There are a few tiny glimmers of hope for the representatives of Skywell in the UK, and they are these. One, several of the truly worst aspects of the car - the grip, the traction, the rolling refinement and the steering feel - would probably be improved no end by the simple expedient of removing the fatally flawed Giti GitiControl tyres and replacing them with a decent set of rubber from a leading European or Japanese manufacturer. And two, the Chinese car companies have a track record of quickly improving their products if they come in for stern criticism.
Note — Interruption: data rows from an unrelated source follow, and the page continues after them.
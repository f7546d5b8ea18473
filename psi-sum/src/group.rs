//! Commutative blinding groups.
//!
//! A [`CommutativeGroup`] is the algebraic context both parties share: it maps
//! identifiers into the group and raises elements to secret exponents. Masking
//! with `k1` then `k2` lands on the same element as masking with `k2` then
//! `k1`, which is what makes doubly-masked identifiers comparable.

use crate::arith::{
    mod_inverse, mod_pow, probably_prime, random_safe_prime, MIN_SAFE_PRIME_BITS,
};
use crate::error::{PsiSumError, Result};
use num_bigint::{BigUint, RandBigInt};
use num_traits::{One, Zero};
use rand::rngs::OsRng;
use sha2::{Digest, Sha256};
use std::fmt;
use std::hash::Hash;
use std::marker::PhantomData;

/// RFC 3526 group 14, a 2048-bit safe prime.
const RFC3526_2048_MODULUS: &str = concat!(
    "FFFFFFFFFFFFFFFFC90FDAA22168C234C4C6628B80DC1CD1",
    "29024E088A67CC74020BBEA63B139B22514A08798E3404DD",
    "EF9519B3CD3A431B302B0A6DF25F14374FE1356D6D51C245",
    "E485B576625E7EC6F44C42E9A637ED6B0BFF5CB6F406B7ED",
    "EE386BFB5A899FA5AE9F24117C4B1FE649286651ECE45B3D",
    "C2007CB8A163BF0598DA48361C55D39A69163FA8FD24CF5F",
    "83655D23DCA3AD961C62F356208552BB9ED529077096966D",
    "670C354E4ABC9804F1746C08CA18217C32905E462E36CE3B",
    "E39E772C180E86039B2783A2EC07A28FB5C55DF06F4C52C9",
    "DE2BCBF6955817183995497CEA956AE515D2261898FA0510",
    "15728E5A8AACAA68FFFFFFFFFFFFFFFF",
);

/// Smallest safe prime for which `[2, q - 1]` is non-empty.
const MIN_MODULUS: u32 = 7;

/// A group in which identifiers are blinded by exponentiation.
pub trait CommutativeGroup: Clone + fmt::Debug {
    /// Representation of a (possibly masked) identifier on the wire.
    type Element: Clone + fmt::Debug + Eq + Hash;
    /// A secret masking exponent.
    type Exponent;

    /// Deterministically map an identifier into the group.
    fn hash_to_group(&self, identifier: &[u8]) -> Self::Element;

    /// Draw a fresh masking exponent. Never returns 0 or 1.
    fn random_exponent(&self) -> Self::Exponent;

    /// Raise `element` to `exponent`.
    ///
    /// # Errors
    /// Returns `PsiSumError::InvalidMaskedElement` if `element` is not a
    /// member of the group.
    fn mask(&self, element: &Self::Element, exponent: &Self::Exponent) -> Result<Self::Element>;

    /// Bit size of the group, used to bound masking collisions.
    fn order_bits(&self) -> u64;
}

/// Maps an arbitrary identifier to an integer in `[0, modulus)`.
pub trait HashToGroup: Clone + fmt::Debug {
    fn hash(&self, value: &[u8], modulus: &BigUint) -> BigUint;
}

/// Hash-to-group by digesting the identifier and reducing modulo `p`.
pub struct DigestHashToGroup<D = Sha256> {
    _digest: PhantomData<D>,
}

impl<D> Default for DigestHashToGroup<D> {
    fn default() -> Self {
        Self {
            _digest: PhantomData,
        }
    }
}

impl<D> Clone for DigestHashToGroup<D> {
    fn clone(&self) -> Self {
        Self::default()
    }
}

impl<D> fmt::Debug for DigestHashToGroup<D> {
    fn fmt(&self, f: &mut fmt::Formatter<'_>) -> fmt::Result {
        f.write_str("DigestHashToGroup")
    }
}

impl<D: Digest> HashToGroup for DigestHashToGroup<D> {
    fn hash(&self, value: &[u8], modulus: &BigUint) -> BigUint {
        BigUint::from_bytes_be(&D::digest(value)) % modulus
    }
}

/// The subgroup of quadratic residues modulo a safe prime `p = 2q + 1`.
///
/// The subgroup has prime order `q`, so masked elements carry no
/// residuosity bit about the identifier they came from.
#[derive(Clone, Debug)]
pub struct ModPGroup<H = DigestHashToGroup> {
    modulus: BigUint,
    subgroup_order: BigUint,
    hasher: H,
}

impl ModPGroup {
    /// Create a group over `modulus` with SHA-256 hash-to-group.
    ///
    /// # Errors
    /// Returns `PsiSumError::ModulusTooSmall` if `modulus < 7`,
    /// `PsiSumError::ModulusNotPrime` if it fails the primality test and
    /// `PsiSumError::ModulusNotSafePrime` if `(modulus - 1) / 2` does.
    pub fn new(modulus: BigUint) -> Result<Self> {
        Self::with_hasher(modulus, DigestHashToGroup::default())
    }

    /// The fixed 2048-bit group from RFC 3526 (group 14).
    pub fn rfc3526_2048() -> Result<Self> {
        let modulus = BigUint::parse_bytes(RFC3526_2048_MODULUS.as_bytes(), 16)
            .ok_or(PsiSumError::ModulusNotPrime)?;
        Self::new(modulus)
    }

    /// Create a group over a freshly generated safe prime of `bits` bits.
    ///
    /// Prefer a fixed group such as [`ModPGroup::rfc3526_2048`]: safe prime
    /// generation is slow and a per-run modulus adds nothing to DDH security.
    pub fn random(bits: u64) -> Result<Self> {
        let modulus = random_safe_prime(bits).ok_or(PsiSumError::ModulusTooSmall {
            bits,
            required: MIN_SAFE_PRIME_BITS,
        })?;
        Self::new(modulus)
    }
}

impl<H: HashToGroup> ModPGroup<H> {
    /// Create a group over `modulus` with a custom hash-to-group function.
    pub fn with_hasher(modulus: BigUint, hasher: H) -> Result<Self> {
        if modulus < BigUint::from(MIN_MODULUS) {
            return Err(PsiSumError::ModulusTooSmall {
                bits: modulus.bits(),
                required: 3,
            });
        }
        if !probably_prime(&modulus) {
            return Err(PsiSumError::ModulusNotPrime);
        }
        let subgroup_order = &modulus >> 1u32;
        if !probably_prime(&subgroup_order) {
            return Err(PsiSumError::ModulusNotSafePrime);
        }
        Ok(Self {
            modulus,
            subgroup_order,
            hasher,
        })
    }

    pub fn modulus(&self) -> &BigUint {
        &self.modulus
    }

    /// The prime order `q = (p - 1) / 2` of the masking subgroup.
    pub fn subgroup_order(&self) -> &BigUint {
        &self.subgroup_order
    }

    /// Returns true if `element` is a non-zero quadratic residue modulo `p`.
    pub fn is_subgroup_element(&self, element: &BigUint) -> bool {
        !element.is_zero()
            && element < &self.modulus
            && self.mod_pow(element, &self.subgroup_order).is_one()
    }

    pub fn mod_pow(&self, base: &BigUint, exponent: &BigUint) -> BigUint {
        mod_pow(base, exponent, &self.modulus)
    }

    pub fn mod_inverse(&self, value: &BigUint) -> Option<BigUint> {
        mod_inverse(value, &self.modulus)
    }
}

impl<H: HashToGroup> CommutativeGroup for ModPGroup<H> {
    type Element = BigUint;
    type Exponent = BigUint;

    fn hash_to_group(&self, identifier: &[u8]) -> BigUint {
        // Squaring maps the digest into the quadratic residues
        let digest = self.hasher.hash(identifier, &self.modulus);
        (&digest * &digest) % &self.modulus
    }

    fn random_exponent(&self) -> BigUint {
        // [2, q - 1]
        OsRng.gen_biguint_range(&BigUint::from(2u32), &self.subgroup_order)
    }

    fn mask(&self, element: &BigUint, exponent: &BigUint) -> Result<BigUint> {
        if element.is_zero() || element >= &self.modulus {
            return Err(PsiSumError::InvalidMaskedElement(format!(
                "element is not a unit modulo the {}-bit modulus",
                self.modulus.bits()
            )));
        }
        Ok(self.mod_pow(element, exponent))
    }

    fn order_bits(&self) -> u64 {
        self.subgroup_order.bits()
    }
}
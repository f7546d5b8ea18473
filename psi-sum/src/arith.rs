//! Modular arithmetic shared by the blinding groups and the cryptosystem.

use num_bigint::BigUint;
use num_prime::nt_funcs::is_prime;
use num_prime::{PrimalityTestConfig, RandPrime};
use rand::rngs::OsRng;

/// Smallest bit size accepted by [`random_safe_prime`].
pub const MIN_SAFE_PRIME_BITS: u64 = 4;

/// Compute `base ^ exponent mod modulus`.
///
/// # Panics
/// Panics if `modulus` is zero. Callers hold validated moduli only.
pub fn mod_pow(base: &BigUint, exponent: &BigUint, modulus: &BigUint) -> BigUint {
    base.modpow(exponent, modulus)
}

/// Compute the inverse of `value` modulo `modulus`.
///
/// # Returns
/// `None` if `value` and `modulus` are not coprime.
pub fn mod_inverse(value: &BigUint, modulus: &BigUint) -> Option<BigUint> {
    value.modinv(modulus)
}

/// Probabilistic primality test (BPSW with the default configuration).
pub fn probably_prime(candidate: &BigUint) -> bool {
    is_prime(candidate, Some(PrimalityTestConfig::default())).probably()
}

/// Returns true if `candidate` is a safe prime, i.e. both `p` and
/// `(p - 1) / 2` pass the primality test.
pub fn probably_safe_prime(candidate: &BigUint) -> bool {
    probably_prime(candidate) && probably_prime(&(candidate >> 1u32))
}

/// Generate a random safe prime of `bits` bits.
///
/// # Returns
/// `None` if `bits` is below [`MIN_SAFE_PRIME_BITS`].
pub fn random_safe_prime(bits: u64) -> Option<BigUint> {
    if bits < MIN_SAFE_PRIME_BITS {
        return None;
    }
    let bit_size = usize::try_from(bits).ok()?;
    Some(OsRng.gen_safe_prime_exact(bit_size))
}

#[cfg(test)]
mod tests {
    use super::*;
    use num_traits::One;

    #[test]
    fn test_mod_pow() {
        let result = mod_pow(
            &BigUint::from(4u32),
            &BigUint::from(13u32),
            &BigUint::from(497u32),
        );
        assert_eq!(result, BigUint::from(445u32));
    }

    #[test]
    fn test_mod_pow_full_exponent_range() {
        let p = BigUint::from(23u32);
        let g = BigUint::from(5u32);
        // Fermat: g^(p-1) = 1 and g^0 = 1
        assert_eq!(mod_pow(&g, &(&p - 1u32), &p), BigUint::one());
        assert_eq!(mod_pow(&g, &BigUint::from(0u32), &p), BigUint::one());
    }

    #[test]
    fn test_mod_inverse() {
        let inv = mod_inverse(&BigUint::from(3u32), &BigUint::from(11u32)).unwrap();
        assert_eq!(inv, BigUint::from(4u32));
        assert!(mod_inverse(&BigUint::from(6u32), &BigUint::from(9u32)).is_none());
    }

    #[test]
    fn test_probably_prime() {
        assert!(probably_prime(&BigUint::from(1_000_000_007u64)));
        assert!(!probably_prime(&BigUint::from(1_000_000_008u64)));
    }

    #[test]
    fn test_probably_safe_prime() {
        // (23 - 1) / 2 = 11 is prime, (13 - 1) / 2 = 6 is not
        assert!(probably_safe_prime(&BigUint::from(23u32)));
        assert!(!probably_safe_prime(&BigUint::from(13u32)));
        assert!(probably_safe_prime(&BigUint::from(2_147_483_579u64)));
    }

    #[test]
    fn test_random_safe_prime() {
        let p = random_safe_prime(64).unwrap();
        assert!(p.bits() >= 64);
        assert!(probably_safe_prime(&p));
    }

    #[test]
    fn test_random_safe_prime_rejects_tiny_sizes() {
        assert_eq!(random_safe_prime(0), None);
        assert_eq!(random_safe_prime(3), None);
    }
}
//! Additively homomorphic encryption, consumed through a capability trait so
//! the protocol rounds never depend on a concrete scheme.

use num_bigint::BigUint;
use std::fmt::Debug;

/// Errors reported by an additively homomorphic cryptosystem.
#[derive(Debug, Clone, PartialEq, Eq, thiserror::Error)]
pub enum CryptosystemError {
    #[error("invalid key size: {0} bits")]
    InvalidKeySize(u64),
    #[error("plaintext does not fit in the plaintext space")]
    PlaintextOutOfRange,
    #[error("malformed ciphertext")]
    MalformedCiphertext,
}

/// An additively homomorphic public-key encryption scheme.
///
/// `homomorphic_add(encrypt(a), encrypt(b))` must decrypt to `a + b` for
/// every pair of plaintexts whose sum stays inside the plaintext space.
pub trait AdditivelyHomomorphic: Clone + Debug {
    type PublicKey: Clone + Debug;
    type SecretKey;
    type Ciphertext: Clone + Debug;

    /// Generate a fresh keypair. Called once per protocol run.
    fn generate_keypair(&self) -> Result<(Self::PublicKey, Self::SecretKey), CryptosystemError>;

    fn encrypt(
        &self,
        public_key: &Self::PublicKey,
        plaintext: &BigUint,
    ) -> Result<Self::Ciphertext, CryptosystemError>;

    fn homomorphic_add(
        &self,
        public_key: &Self::PublicKey,
        lhs: &Self::Ciphertext,
        rhs: &Self::Ciphertext,
    ) -> Result<Self::Ciphertext, CryptosystemError>;

    fn decrypt(
        &self,
        secret_key: &Self::SecretKey,
        ciphertext: &Self::Ciphertext,
    ) -> Result<BigUint, CryptosystemError>;
}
Well, here's some of that for the firm - as it stands, despite a reasonable-looking purchase price, lots of interior space and a fairly comprehensive kit list (some notable equipment absences notwithstanding), everything else about the Skywell BE11 makes it completely and utterly unacceptable in 2024. It needs a serious amount of chassis re-engineering to even get it close to the middle of the present-day electric SUV pack, never mind challenging the leading lights such as an Enyaq. To whomsoever is reading this, our final advice is... avoid the Skywell BE11. Like the plague.